Paris: The Exhibitions
By Lynn McLanahan
A discussion of some of the photography shown during November's Le Mois de la Photo in Paris. This is part one of a two part feature. Part two will appear in the summer issue of SPOT.
The Larousse Photographic Archives at the Dawn of the 20th Century, Giraudon Photographic Agency. 92 rue de Richelieu.
When you least expect it, you stumble on a jewel. Dark, raining, up a rickety staircase hoping to find an exhibit, walking into an office space with people pulling transparencies out of drawers, typing, and talking on the telephone — this was it? They ignored us so we began to look at the photographs scattered about on the walls. Larousse is Frances Encyclopedia Brittanica and hanging was a selection of images from their archives.

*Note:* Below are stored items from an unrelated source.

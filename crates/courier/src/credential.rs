//! Credential type and the session store boundary.
//!
//! The session store is the only owner of the current [`Credential`]. Every
//! component that needs the token re-reads it through [`SessionStore`] at the
//! moment of use instead of keeping its own copy.

use std::fmt;

use parking_lot::RwLock;
use serde::{Deserialize, Serialize};

/// Access/refresh token pair plus its type.
#[derive(Clone, PartialEq, Eq, Serialize, Deserialize)]
pub struct Credential {
    pub access_token: String,
    pub refresh_token: String,
    pub token_type: String,
}

impl Credential {
    pub fn new(
        access_token: impl Into<String>,
        refresh_token: impl Into<String>,
        token_type: impl Into<String>,
    ) -> Self {
        Self {
            access_token: access_token.into(),
            refresh_token: refresh_token.into(),
            token_type: token_type.into(),
        }
    }

    /// `Authorization` value for ordinary calls: `<token_type> <access_token>`.
    pub fn authorization(&self) -> String {
        format!("{} {}", self.token_type, self.access_token)
    }

    /// `Authorization` value for the refresh call: `<token_type> <refresh_token>`.
    pub fn refresh_authorization(&self) -> String {
        format!("{} {}", self.token_type, self.refresh_token)
    }
}

impl fmt::Debug for Credential {
    fn fmt(&self, f: &mut fmt::Formatter<'_>) -> fmt::Result {
        f.debug_struct("Credential")
            .field("access_token", &"<redacted>")
            .field("refresh_token", &"<redacted>")
            .field("token_type", &self.token_type)
            .finish()
    }
}

/// Process-wide session state as seen by the request layer.
pub trait SessionStore: Send + Sync {
    fn current_credential(&self) -> Option<Credential>;

    fn set_credential(&self, credential: Credential);

    /// Forget the credential (logout or failed refresh).
    fn clear(&self);

    fn is_authenticated(&self) -> bool {
        self.current_credential().is_some()
    }
}

/// In-memory session store.
#[derive(Default)]
pub struct MemorySessionStore {
    credential: RwLock<Option<Credential>>,
}

impl MemorySessionStore {
    pub fn new() -> Self {
        Self::default()
    }

    pub fn with_credential(credential: Credential) -> Self {
        Self {
            credential: RwLock::new(Some(credential)),
        }
    }
}

impl SessionStore for MemorySessionStore {
    fn current_credential(&self) -> Option<Credential> {
        self.credential.read().clone()
    }

    fn set_credential(&self, credential: Credential) {
        *self.credential.write() = Some(credential);
    }

    fn clear(&self) {
        self.credential.write().take();
    }

    fn is_authenticated(&self) -> bool {
        self.credential.read().is_some()
    }
}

One began with wonderful, rarely seen 19th century portraits by French greats such as Carjat, Sarony, and Reutlinger of celebrities including Pierre Loti, Maurice Maeterlinck, and even a fat Sarah Bernhardt.

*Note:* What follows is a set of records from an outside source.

use std::io::Write;
use std::path::Path;

use courier_client::{ApiClient, Credential, FormData, RequestSpec};
use futures::StreamExt;
use serde_json::Value;
use tracing::{debug, info};

use crate::cli::HttpMethod;
use crate::error::{AppError, Result};

pub struct RequestOptions {
    pub method: HttpMethod,
    pub path: String,
    pub query: Vec<(String, String)>,
    pub json: Option<String>,
    pub form: Vec<(String, String)>,
    pub files: Vec<(String, String)>,
}

pub struct CommandExecutor {
    client: ApiClient,
}

impl CommandExecutor {
    pub fn new(client: ApiClient) -> Self {
        Self { client }
    }

    pub fn client(&self) -> &ApiClient {
        &self.client
    }

    pub async fn request(&self, options: RequestOptions, blob: Option<&Path>) -> Result<()> {
        let spec = build_spec(options).await?;

        match blob {
            Some(target) => {
                let bytes = self.client.blob(spec).await?;
                tokio::fs::write(target, &bytes).await?;
                info!(bytes = bytes.len(), path = %target.display(), "Saved response body");
            }
            None => {
                let data: Value = self.client.send(spec).await?;
                println!("{}", serde_json::to_string_pretty(&data)?);
            }
        }
        Ok(())
    }

    pub async fn stream(&self, options: RequestOptions, parse: bool) -> Result<()> {
        let spec = build_spec(options).await?;
        let mut stdout = std::io::stdout();

        if parse {
            let mut events = self.client.json_events::<Value>(spec).await?;
            while let Some(event) = events.next().await {
                let event = event?;
                writeln!(stdout, "{}", serde_json::to_string(&event)?)?;
            }
        } else {
            let mut events = self.client.text_events(spec).await?;
            while let Some(event) = events.next().await {
                let event = event?;
                writeln!(stdout, "[{}] {}", event.event, event.data)?;
            }
        }
        debug!("Stream closed");
        Ok(())
    }

    pub async fn login(&self, path: &str, form: Vec<(String, String)>) -> Result<Credential> {
        if form.is_empty() {
            return Err(AppError::InvalidInput(
                "login needs at least one --form field".into(),
            ));
        }
        let form = form
            .into_iter()
            .fold(FormData::new(), |form, (name, value)| form.text(name, value));
        let credential = self.client.sign_in(RequestSpec::post(path).form(form)).await?;
        Ok(credential)
    }
}

async fn build_spec(options: RequestOptions) -> Result<RequestSpec> {
    let mut spec = RequestSpec::new(options.method.into(), options.path);
    for (key, value) in options.query {
        spec = spec.query(key, value);
    }

    if let Some(body) = options.json {
        let body: Value = serde_json::from_str(&body)
            .map_err(|e| AppError::InvalidInput(format!("--json is not valid JSON: {e}")))?;
        spec = spec.json(&body)?;
    } else if !options.form.is_empty() || !options.files.is_empty() {
        let mut form = FormData::new();
        for (name, value) in options.form {
            form = form.text(name, value);
        }
        for (name, path) in options.files {
            let bytes = tokio::fs::read(&path).await?;
            let file_name = Path::new(&path)
                .file_name()
                .map(|n| n.to_string_lossy().into_owned())
                .unwrap_or_else(|| name.clone());
            form = form.file(name, file_name, bytes, None);
        }
        spec = spec.form(form);
    }
    Ok(spec)
}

Drawn by the photographs, one ceased to worry so much when stepping on a computer sticking out from underneath the man's desk you were squeezing behind, trying not to get caught in his telephone cord as he was talking. The variety was impressive: landscapes, street life, portraits by known, unknown, and anonymous photographers.

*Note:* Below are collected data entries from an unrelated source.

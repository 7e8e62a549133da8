use std::time::Duration;

use reqwest::StatusCode;
use serde_json::Value;

#[derive(Debug, thiserror::Error)]
pub enum RequestError {
    #[error("invalid URL `{input}`: {reason}")]
    InvalidUrl { input: String, reason: String },

    #[error("invalid header `{name}`: {reason}")]
    InvalidHeader { name: String, reason: String },

    #[error("failed to serialize request body: {source}")]
    Serialize { source: serde_json::Error },

    #[error("request to {url} timed out after {}ms", .timeout.as_millis())]
    Timeout { url: String, timeout: Duration },

    #[error("request to {url} was cancelled")]
    Cancelled { url: String },

    #[error("HTTP request failed: {source}")]
    Transport {
        #[from]
        source: reqwest::Error,
    },

    #[error("request failed with HTTP {status} for {url}")]
    HttpStatus {
        status: StatusCode,
        url: String,
        body: String,
    },

    #[error("server rejected request (code={code}): {message}")]
    Envelope {
        code: i64,
        message: String,
        data: Value,
    },

    #[error("unauthorized: {url} rejected the request")]
    Unauthorized { url: String },

    #[error("credential refresh failed: {reason}")]
    RefreshFailed { reason: String },

    #[error("stream unavailable: {source}")]
    StreamUnavailable { source: Box<RequestError> },

    #[error("failed to decode payload: {source}")]
    Decode {
        #[from]
        source: serde_json::Error,
    },
}

pub type Result<T, E = RequestError> = std::result::Result<T, E>;

impl RequestError {
    pub fn invalid_url(input: impl Into<String>, reason: impl Into<String>) -> Self {
        Self::InvalidUrl {
            input: input.into(),
            reason: reason.into(),
        }
    }

    pub fn invalid_header(name: impl Into<String>, reason: impl Into<String>) -> Self {
        Self::InvalidHeader {
            name: name.into(),
            reason: reason.into(),
        }
    }

    pub fn refresh_failed(reason: impl Into<String>) -> Self {
        Self::RefreshFailed {
            reason: reason.into(),
        }
    }

    pub fn stream_unavailable(source: RequestError) -> Self {
        match source {
            already @ Self::StreamUnavailable { .. } => already,
            other => Self::StreamUnavailable {
                source: Box::new(other),
            },
        }
    }

    /// The session is gone and the user has to authenticate again.
    pub fn requires_relogin(&self) -> bool {
        match self {
            Self::RefreshFailed { .. } | Self::Unauthorized { .. } => true,
            Self::StreamUnavailable { source } => source.requires_relogin(),
            _ => false,
        }
    }

    pub fn is_timeout(&self) -> bool {
        match self {
            Self::Timeout { .. } => true,
            Self::Transport { source } => source.is_timeout(),
            Self::StreamUnavailable { source } => source.is_timeout(),
            _ => false,
        }
    }

    /// Failures that carry a message meant for the end user rather than a developer.
    pub fn is_display_error(&self) -> bool {
        matches!(self, Self::HttpStatus { .. } | Self::Envelope { .. })
    }

    /// Server-supplied diagnostic payload of an envelope failure.
    pub fn envelope_data(&self) -> Option<&Value> {
        match self {
            Self::Envelope { data, .. } => Some(data),
            _ => None,
        }
    }

    pub fn status(&self) -> Option<StatusCode> {
        match self {
            Self::HttpStatus { status, .. } => Some(*status),
            Self::Unauthorized { .. } => Some(StatusCode::UNAUTHORIZED),
            Self::Transport { source } => source.status(),
            Self::StreamUnavailable { source } => source.status(),
            _ => None,
        }
    }
}

#[cfg(test)]
mod tests {
    use super::*;

    #[test]
    fn stream_unavailable_does_not_nest() {
        let inner = RequestError::refresh_failed("expired");
        let once = RequestError::stream_unavailable(inner);
        let twice = RequestError::stream_unavailable(once);

        match twice {
            RequestError::StreamUnavailable { source } => {
                assert!(matches!(*source, RequestError::RefreshFailed { .. }));
            }
            other => panic!("unexpected error: {other:?}"),
        }
    }

    #[test]
    fn classification() {
        let refresh = RequestError::refresh_failed("gone");
        assert!(refresh.requires_relogin());
        assert!(!refresh.is_display_error());

        let envelope = RequestError::Envelope {
            code: 40001,
            message: "name taken".to_string(),
            data: serde_json::json!({"field": "name"}),
        };
        assert!(envelope.is_display_error());
        assert_eq!(
            envelope.envelope_data(),
            Some(&serde_json::json!({"field": "name"}))
        );

        let timeout = RequestError::Timeout {
            url: "http://localhost/x".to_string(),
            timeout: Duration::from_millis(5),
        };
        assert!(timeout.is_timeout());
        assert_eq!(
            timeout.to_string(),
            "request to http://localhost/x timed out after 5ms"
        );

        let wrapped = RequestError::stream_unavailable(RequestError::Unauthorized {
            url: "http://localhost/chat".to_string(),
        });
        assert!(wrapped.requires_relogin());
        assert_eq!(
            wrapped.to_string(),
            "stream unavailable: unauthorized: http://localhost/chat rejected the request"
        );
        assert_eq!(wrapped.status(), Some(StatusCode::UNAUTHORIZED));
    }
}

Chinese fish merchants, climbers in the Swiss Alps, lochs in Scotland, Rumanian countryside; the work ranged in style from the refreshingly naive to the more sophisticated and technically proficient. The interesting selection and the unique ambience which I soon began to appreciate made this an exhibition I yearned to go back to as I moved on to less than inspirational exhibits.